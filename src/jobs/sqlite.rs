//! SQLite-backed job store and continue-queue.
//!
//! One database file holds both the `jobs` table and the `job_queue`
//! table, so a phase result and its follow-up trigger live side by side.

use std::path::Path;
use std::sync::{Mutex, MutexGuard};
use std::time::Duration;

use chrono::{DateTime, Utc};
use rusqlite::types::Type;
use rusqlite::{Connection, OptionalExtension, TransactionBehavior, params};
use serde::Serialize;
use serde::de::DeserializeOwned;

use super::schema::{apply_schema, read_schema_version};
use super::store::{ClaimedMessage, ContinueQueue, JobStore, lease_deadline};
use super::types::{Drive, Job, Phase};
use crate::error::{Result, ScoutError};

/// How long a writer waits on a lock held by another process.
const BUSY_TIMEOUT: Duration = Duration::from_secs(5);

const JOB_COLUMNS: &str = "id, phase, current_step, total_steps, thesis_inputs, thesis_summary, \
     checkpoint, picked_candidate, result_payload, error_message, error_step, retry_count, \
     version, created_at, updated_at, next_attempt_at, drive";

/// SQLite-backed [`JobStore`] and [`ContinueQueue`].
///
/// Thread-safe via an internal `Mutex<Connection>`. Other processes (a
/// separate worker binary) coordinate through SQLite locking.
pub struct SqliteJobStore {
    conn: Mutex<Connection>,
}

impl SqliteJobStore {
    /// Open (or create) the database at `path`, applying the schema.
    pub fn open(path: &Path) -> Result<Self> {
        if let Some(parent) = path.parent() {
            std::fs::create_dir_all(parent)?;
        }
        let conn = Connection::open(path)?;
        Self::from_connection(conn)
    }

    /// Private in-memory database.
    pub fn open_in_memory() -> Result<Self> {
        Self::from_connection(Connection::open_in_memory()?)
    }

    fn from_connection(conn: Connection) -> Result<Self> {
        conn.busy_timeout(BUSY_TIMEOUT)?;
        apply_schema(&conn)?;
        Ok(Self {
            conn: Mutex::new(conn),
        })
    }

    pub fn schema_version(&self) -> Result<Option<u32>> {
        let conn = self.lock()?;
        Ok(read_schema_version(&conn)?)
    }

    fn lock(&self) -> Result<MutexGuard<'_, Connection>> {
        self.conn
            .lock()
            .map_err(|e| ScoutError::Store(format!("connection lock poisoned: {e}")))
    }
}

impl JobStore for SqliteJobStore {
    fn create(&self, job: &Job) -> Result<Job> {
        let mut stored = job.clone();
        stored.version = 1;
        let conn = self.lock()?;
        conn.execute(
            &format!(
                "INSERT INTO jobs ({JOB_COLUMNS}) \
                 VALUES (?1, ?2, ?3, ?4, ?5, ?6, ?7, ?8, ?9, ?10, ?11, ?12, ?13, ?14, ?15, \
                 ?16, ?17)"
            ),
            params![
                stored.id,
                stored.phase.as_str(),
                i64::from(stored.current_step),
                i64::from(stored.total_steps),
                to_json(&stored.thesis_inputs)?,
                opt_json(&stored.thesis_summary)?,
                opt_json(&stored.checkpoint)?,
                opt_json(&stored.picked_candidate)?,
                opt_json(&stored.result_payload)?,
                stored.error_message,
                stored.error_step,
                i64::from(stored.retry_count),
                version_to_sql(stored.version),
                stored.created_at.timestamp_millis(),
                stored.updated_at.timestamp_millis(),
                stored.next_attempt_at.map(|t| t.timestamp_millis()),
                stored.drive.as_str(),
            ],
        )?;
        Ok(stored)
    }

    fn get(&self, id: &str) -> Result<Job> {
        let conn = self.lock()?;
        read_job(&conn, id)?.ok_or_else(|| ScoutError::JobNotFound(id.to_owned()))
    }

    fn save(&self, job: &Job) -> Result<Job> {
        let mut stored = job.clone();
        stored.version = job.version + 1;
        stored.updated_at = Utc::now();

        let conn = self.lock()?;
        let rows = conn.execute(
            "UPDATE jobs SET phase = ?2, current_step = ?3, total_steps = ?4, thesis_inputs = ?5, \
             thesis_summary = ?6, checkpoint = ?7, picked_candidate = ?8, result_payload = ?9, \
             error_message = ?10, error_step = ?11, retry_count = ?12, version = ?13, \
             updated_at = ?14, next_attempt_at = ?15 \
             WHERE id = ?1 AND version = ?16",
            params![
                stored.id,
                stored.phase.as_str(),
                i64::from(stored.current_step),
                i64::from(stored.total_steps),
                to_json(&stored.thesis_inputs)?,
                opt_json(&stored.thesis_summary)?,
                opt_json(&stored.checkpoint)?,
                opt_json(&stored.picked_candidate)?,
                opt_json(&stored.result_payload)?,
                stored.error_message,
                stored.error_step,
                i64::from(stored.retry_count),
                version_to_sql(stored.version),
                stored.updated_at.timestamp_millis(),
                stored.next_attempt_at.map(|t| t.timestamp_millis()),
                version_to_sql(job.version),
            ],
        )?;

        if rows == 0 {
            let exists: Option<i64> = conn
                .query_row("SELECT 1 FROM jobs WHERE id = ?1", params![job.id], |r| {
                    r.get(0)
                })
                .optional()?;
            return Err(match exists {
                Some(_) => ScoutError::VersionConflict {
                    job_id: job.id.clone(),
                    expected: job.version,
                },
                None => ScoutError::JobNotFound(job.id.clone()),
            });
        }
        Ok(stored)
    }

    fn force_error(&self, id: &str, reason: &str) -> Result<Job> {
        let mut conn = self.lock()?;
        let tx = conn.transaction_with_behavior(TransactionBehavior::Immediate)?;
        let mut job = read_job(&tx, id)?.ok_or_else(|| ScoutError::JobNotFound(id.to_owned()))?;
        if job.phase.is_terminal() {
            return Err(ScoutError::PhaseContractViolation {
                job_id: id.to_owned(),
                phase: job.phase.to_string(),
                operation: "force_error".into(),
            });
        }

        job.error_step = job.phase.step().map(|s| s.as_str().to_owned());
        job.set_phase(Phase::Error);
        job.error_message = Some(reason.to_owned());
        job.next_attempt_at = None;
        job.version += 1;
        job.updated_at = Utc::now();

        tx.execute(
            "UPDATE jobs SET phase = ?2, error_message = ?3, error_step = ?4, \
             next_attempt_at = NULL, version = ?5, updated_at = ?6 WHERE id = ?1",
            params![
                id,
                job.phase.as_str(),
                job.error_message,
                job.error_step,
                version_to_sql(job.version),
                job.updated_at.timestamp_millis(),
            ],
        )?;
        tx.commit()?;
        Ok(job)
    }
}

impl ContinueQueue for SqliteJobStore {
    fn enqueue_continue(&self, job_id: &str, visible_at: DateTime<Utc>) -> Result<()> {
        let mut conn = self.lock()?;
        let tx = conn.transaction_with_behavior(TransactionBehavior::Immediate)?;
        let at = visible_at.timestamp_millis();
        let coalesced = tx.execute(
            "UPDATE job_queue SET visible_at = MIN(visible_at, ?2) \
             WHERE job_id = ?1 AND attempts = 0",
            params![job_id, at],
        )?;
        if coalesced == 0 {
            tx.execute(
                "INSERT INTO job_queue (job_id, visible_at, attempts, enqueued_at) \
                 VALUES (?1, ?2, 0, ?3)",
                params![job_id, at, Utc::now().timestamp_millis()],
            )?;
        }
        tx.commit()?;
        Ok(())
    }

    fn claim_due(
        &self,
        now: DateTime<Utc>,
        limit: usize,
        lease: Duration,
    ) -> Result<Vec<ClaimedMessage>> {
        let deadline = lease_deadline(now, lease).timestamp_millis();
        let limit = i64::try_from(limit).unwrap_or(i64::MAX);

        let mut conn = self.lock()?;
        let tx = conn.transaction_with_behavior(TransactionBehavior::Immediate)?;
        let due: Vec<(i64, String, i64)> = {
            let mut stmt = tx.prepare(
                "SELECT id, job_id, attempts FROM job_queue \
                 WHERE visible_at <= ?1 ORDER BY visible_at, id LIMIT ?2",
            )?;
            let rows = stmt.query_map(params![now.timestamp_millis(), limit], |r| {
                Ok((r.get(0)?, r.get(1)?, r.get(2)?))
            })?;
            rows.collect::<rusqlite::Result<_>>()?
        };

        let mut claimed = Vec::with_capacity(due.len());
        for (id, job_id, attempts) in due {
            tx.execute(
                "UPDATE job_queue SET visible_at = ?2, attempts = attempts + 1 WHERE id = ?1",
                params![id, deadline],
            )?;
            claimed.push(ClaimedMessage {
                id,
                job_id,
                attempts: u32::try_from(attempts + 1).unwrap_or(u32::MAX),
            });
        }
        tx.commit()?;
        Ok(claimed)
    }

    fn ack(&self, message_id: i64) -> Result<()> {
        self.lock()?
            .execute("DELETE FROM job_queue WHERE id = ?1", params![message_id])?;
        Ok(())
    }

    fn pending(&self) -> Result<usize> {
        let count: i64 = self
            .lock()?
            .query_row("SELECT COUNT(*) FROM job_queue", [], |r| r.get(0))?;
        Ok(usize::try_from(count).unwrap_or(0))
    }
}

// ---------------------------------------------------------------------------
// Row conversion helpers
// ---------------------------------------------------------------------------

fn read_job(conn: &Connection, id: &str) -> Result<Option<Job>> {
    Ok(conn
        .query_row(
            &format!("SELECT {JOB_COLUMNS} FROM jobs WHERE id = ?1"),
            params![id],
            row_to_job,
        )
        .optional()?)
}

fn row_to_job(row: &rusqlite::Row<'_>) -> rusqlite::Result<Job> {
    let phase_str: String = row.get(1)?;
    let phase = Phase::parse(&phase_str).ok_or_else(|| {
        rusqlite::Error::FromSqlConversionFailure(
            1,
            Type::Text,
            format!("unknown phase '{phase_str}'").into(),
        )
    })?;
    let drive_str: String = row.get(16)?;
    let drive = Drive::parse(&drive_str).ok_or_else(|| {
        rusqlite::Error::FromSqlConversionFailure(
            16,
            Type::Text,
            format!("unknown drive '{drive_str}'").into(),
        )
    })?;
    let thesis_inputs = json_col(row, 4)?.ok_or_else(|| {
        rusqlite::Error::FromSqlConversionFailure(4, Type::Null, "missing thesis_inputs".into())
    })?;

    Ok(Job {
        id: row.get(0)?,
        phase,
        current_step: u8::try_from(row.get::<_, i64>(2)?).unwrap_or(0),
        total_steps: u8::try_from(row.get::<_, i64>(3)?).unwrap_or(0),
        drive,
        thesis_inputs,
        thesis_summary: json_col(row, 5)?,
        checkpoint: json_col(row, 6)?,
        picked_candidate: json_col(row, 7)?,
        result_payload: json_col(row, 8)?,
        error_message: row.get(9)?,
        error_step: row.get(10)?,
        retry_count: u32::try_from(row.get::<_, i64>(11)?).unwrap_or(0),
        version: u64::try_from(row.get::<_, i64>(12)?).unwrap_or(0),
        created_at: from_millis(row.get(13)?),
        updated_at: from_millis(row.get(14)?),
        next_attempt_at: row.get::<_, Option<i64>>(15)?.map(from_millis),
    })
}

fn json_col<T: DeserializeOwned>(
    row: &rusqlite::Row<'_>,
    idx: usize,
) -> rusqlite::Result<Option<T>> {
    let raw: Option<String> = row.get(idx)?;
    raw.map(|s| {
        serde_json::from_str(&s)
            .map_err(|e| rusqlite::Error::FromSqlConversionFailure(idx, Type::Text, Box::new(e)))
    })
    .transpose()
}

fn to_json<T: Serialize>(value: &T) -> Result<String> {
    Ok(serde_json::to_string(value)?)
}

fn opt_json<T: Serialize>(value: &Option<T>) -> Result<Option<String>> {
    value.as_ref().map(to_json).transpose()
}

fn version_to_sql(version: u64) -> i64 {
    i64::try_from(version).unwrap_or(i64::MAX)
}

fn from_millis(ms: i64) -> DateTime<Utc> {
    DateTime::from_timestamp_millis(ms).unwrap_or_default()
}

++++++++++++++++++++

### Assignment
Read through the data and copy every line where "clone" shows up.

### Answer box
        let mut stored = job.clone();
        let mut stored = job.clone();
                    job_id: job.id.clone(),
                None => ScoutError::JobNotFound(job.id.clone()),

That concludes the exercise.